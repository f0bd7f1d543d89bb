//! Dimension configuration management.
//!
//! # Module Structure
//!
//! ```text
//! config/
//! ├── presets    # Preset, PresetConfiguration, ResolutionConfig
//! ├── error      # ConfigError
//! ├── handle     # Global config handle (arc-swap)
//! └── mod.rs     # DimensionConfig (this file)
//! ```
//!
//! # File format
//!
//! ```toml
//! uri_path_segment_delimiter = "-"
//! support_empty_segment = false
//!
//! [[dimension]]
//! name = "language"
//! default_preset = "en"
//!
//! [dimension.resolution]
//! mode = "subdomain"
//!
//! [[dimension.preset]]
//! identifier = "en"
//! values = ["en"]
//! resolution_value = "en"
//! ```

mod error;
mod handle;
mod presets;

pub use error::ConfigError;
pub use handle::{CONFIG, cfg, init_config};
pub use presets::{
    DimensionDeclaration, Preset, PresetConfiguration, ResolutionConfig, ResolutionOptions,
};

use rustc_hash::FxHashSet;
use serde::{Deserialize, Serialize};
use std::fs;
use std::path::Path;

use crate::detection::resolve_detector;

// ============================================================================
// root configuration
// ============================================================================

/// Root configuration: the ordered dimension declarations plus global
/// resolution settings.
#[derive(Debug, Clone, Default, PartialEq, Serialize, Deserialize)]
pub struct DimensionConfig {
    /// Ordered dimension declarations. Declaration order is the tie-break
    /// for detection and the application order for link processors.
    #[serde(default, rename = "dimension")]
    pub dimensions: Vec<DimensionDeclaration>,

    /// Delimiter injected into path-segment detection, overriding
    /// per-dimension delimiters.
    #[serde(default)]
    pub uri_path_segment_delimiter: Option<String>,

    /// Global fallback for legacy configurations lacking explicit options:
    /// tolerate missing path segments by using the default preset.
    #[serde(default)]
    pub support_empty_segment: bool,
}

impl DimensionConfig {
    /// Load and validate a dimension configuration from a TOML file.
    pub fn load(path: &Path) -> Result<Self, ConfigError> {
        let content =
            fs::read_to_string(path).map_err(|err| ConfigError::Io(path.to_path_buf(), err))?;
        Self::from_toml_str(&content)
    }

    /// Parse and validate a dimension configuration from a TOML string.
    pub fn from_toml_str(content: &str) -> Result<Self, ConfigError> {
        let config: Self = toml::from_str(content).map_err(Box::new)?;
        config.validate()?;
        Ok(config)
    }

    /// All dimension declarations in declaration order.
    pub fn dimensions(&self) -> &[DimensionDeclaration] {
        &self.dimensions
    }

    /// Look up a dimension by name.
    pub fn dimension(&self, name: &str) -> Option<&DimensionDeclaration> {
        self.dimensions.iter().find(|d| d.name == name)
    }

    /// Validate the configuration.
    ///
    /// Unknown resolution modes fail here rather than at first use, and the
    /// default preset of every dimension must actually exist.
    pub fn validate(&self) -> Result<(), ConfigError> {
        let mut names = FxHashSet::default();
        for declaration in &self.dimensions {
            if !names.insert(declaration.name.as_str()) {
                return Err(ConfigError::Validation(format!(
                    "dimension `{}` is declared more than once",
                    declaration.name
                )));
            }

            resolve_detector(&declaration.name, &declaration.config.resolution.mode)?;

            let mut identifiers = FxHashSet::default();
            for preset in &declaration.config.presets {
                if !identifiers.insert(preset.identifier.as_str()) {
                    return Err(ConfigError::Validation(format!(
                        "dimension `{}` declares preset `{}` more than once",
                        declaration.name, preset.identifier
                    )));
                }
            }

            if !declaration.config.default_preset.is_empty()
                && declaration.config.default_preset().is_none()
            {
                return Err(ConfigError::Validation(format!(
                    "dimension `{}` names default preset `{}`, which does not exist",
                    declaration.name, declaration.config.default_preset
                )));
            }
        }
        Ok(())
    }
}
//! Content node contract.
//!
//! The persistent content tree is an external collaborator; the routing core
//! only relies on the capabilities below. Node handles returned by a
//! [`ContentBackend`](crate::content::ContentBackend) are bound to the
//! context they were fetched with: `parent` and `children_of_type` stay
//! within that context's workspace and visibility rules.

use std::sync::Arc;

/// Node type category for addressable pages.
pub const DOCUMENT_TYPE: &str = "document";

/// Node type for shortcut nodes.
pub const SHORTCUT_TYPE: &str = "shortcut";

/// The property holding a node's public path segment.
pub const URI_PATH_SEGMENT_PROPERTY: &str = "uriPathSegment";

/// Shared handle to a context-bound content node.
pub type NodeHandle = Arc<dyn ContentNode>;

/// The capabilities the routing core requires from a content node.
pub trait ContentNode: Send + Sync {
    /// Stable node identity, independent of workspace.
    fn identifier(&self) -> String;

    /// Internal node name (the last segment of the node path).
    fn name(&self) -> String;

    /// Absolute node path, e.g. `/sites/examplecom/about`.
    fn path(&self) -> String;

    /// The node's type name.
    fn node_type(&self) -> String;

    /// Node-type membership test, including super-type relations.
    fn is_of_type(&self, type_name: &str) -> bool;

    /// Read a string property, absent if unset.
    fn property(&self, name: &str) -> Option<String>;

    /// The parent node within the same context, none at the tree root.
    fn parent(&self) -> Option<NodeHandle>;

    /// Child nodes restricted to the given type, in declaration order.
    fn children_of_type(&self, type_filter: &str) -> Vec<NodeHandle>;

    /// Whether the node is hidden. Hidden nodes are excluded from matching
    /// but included in reverse path construction.
    fn is_hidden(&self) -> bool;

    /// Whether this node is a site root (a direct child of the sites root).
    fn is_site_root(&self) -> bool;

    /// The configured shortcut target; only meaningful for shortcut nodes.
    fn shortcut_target(&self) -> Option<ShortcutTarget>;
}

/// Configured target of a shortcut node.
#[derive(Debug, Clone, PartialEq, Eq)]
pub enum ShortcutTarget {
    /// Redirect to the first document child.
    FirstChild,
    /// Redirect to the parent node.
    Parent,
    /// Redirect to the node with the given identifier.
    Node(String),
    /// Redirect to an external URI.
    Uri(String),
}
+ + + + +
Your goal -
Return exactly the line that contains "fn is_hidden(&self) -> bool;" and every line after it, through the last line of the records.

Response to this exercise -
    fn is_hidden(&self) -> bool;

    /// Whether this node is a site root (a direct child of the sites root).
    fn is_site_root(&self) -> bool;

    /// The configured shortcut target; only meaningful for shortcut nodes.
    fn shortcut_target(&self) -> Option<ShortcutTarget>;
}

/// Configured target of a shortcut node.
#[derive(Debug, Clone, PartialEq, Eq)]
pub enum ShortcutTarget {
    /// Redirect to the first document child.
    FirstChild,
    /// Redirect to the parent node.
    Parent,
    /// Redirect to the node with the given identifier.
    Node(String),
    /// Redirect to an external URI.
    Uri(String),
}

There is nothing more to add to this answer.